Nested Atoms Model with Application to Clustering Big Population-Scale Single-Cell Data
Pith reviewed 2026-05-10 15:24 UTC · model grok-4.3
The pith
The Nested Atoms Model jointly clusters genetically similar individuals and their cells by gene expression.
A machine-rendered reading of the paper's core claim, the machinery that carries it, and where it could break.
Core claim
The Nested Atoms Model is a Bayesian nonparametric approach for two-layered clustering of nested data that jointly models group-level variables such as individual-specific genotypes and observation-level variables such as cell-specific gene expressions. It defines cluster assignments at both the individual level and the cell level within individuals to capture heterogeneity across scales. A fast variational Bayesian inference procedure is developed to handle large-scale high-dimensional data.

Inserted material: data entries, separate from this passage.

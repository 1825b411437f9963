use once_cell::sync::Lazy;
use regex::Regex;
use serde::Serialize;
use thiserror::Error;

#[derive(Error, Debug)]
pub enum AppError {
    #[error("Configuration error: {0}")]
    Config(String),

    #[error("Database error: {0}")]
    Storage(#[from] rusqlite::Error),

    #[error("Decrypt error: {0}")]
    Decrypt(String),

    #[error("IO error: {0}")]
    Io(#[from] std::io::Error),

    #[error("Network error: {0}")]
    Network(#[from] reqwest::Error),

    #[error("Upstream auth error: {0}")]
    UpstreamAuth(String),

    #[error("Upstream rate limited: {0}")]
    RateLimited(String),

    #[error("Upstream transient error: {0}")]
    Transient(String),

    #[error("Empty response stream")]
    EmptyStream,

    #[error("No available accounts for model {0}")]
    NoAccount(String),

    #[error("Protocol error: {0}")]
    Protocol(String),
}

impl Serialize for AppError {
    fn serialize<S>(&self, serializer: S) -> Result<S::Ok, S::Error>
    where
        S: serde::Serializer,
    {
        serializer.serialize_str(self.to_string().as_str())
    }
}

pub type AppResult<T> = Result<T, AppError>;

static RATE_LIMIT_PATTERN: Lazy<Regex> = Lazy::new(|| {
    Regex::new(r"(?i)429|quota|limit|resource_exhausted").expect("Invalid rate-limit regex")
});

// 429-shaped errors trigger cooldown + retry; everything else follows its own path.
pub fn is_rate_limit_shaped(message: &str) -> bool {
    RATE_LIMIT_PATTERN.is_match(message)
}

impl AppError {
    pub fn is_retriable(&self) -> bool {
        matches!(
            self,
            AppError::RateLimited(_)
                | AppError::Transient(_)
                | AppError::EmptyStream
                | AppError::Network(_)
        )
    }

    // Classify an upstream HTTP failure by status code and body text.
    pub fn from_upstream(status: u16, body: &str) -> AppError {
        match status {
            401 | 403 => AppError::UpstreamAuth(format!("HTTP {}: {}", status, body)),
            429 => AppError::RateLimited(format!("HTTP 429: {}", body)),
            s if s >= 500 => AppError::Transient(format!("HTTP {}: {}", s, body)),
            _ if is_rate_limit_shaped(body) => {
                AppError::RateLimited(format!("HTTP {}: {}", status, body))
            }
            s => AppError::Transient(format!("HTTP {}: {}", s, body)),
        }
    }
}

Simulations show improved performance over methods that ignore group-level information, and application to the OneK1K single-cell dataset with 982 individuals and 1.27 million cells produces cell-type–s
What carries the argument
The Nested Atoms Model, a Bayesian nonparametric model that performs simultaneous clustering of groups using group-level variables and of observations within groups using observation-level variables.
If this is right
- NAM outperforms existing grouped clustering methods that ignore group-level variables in simulation studies.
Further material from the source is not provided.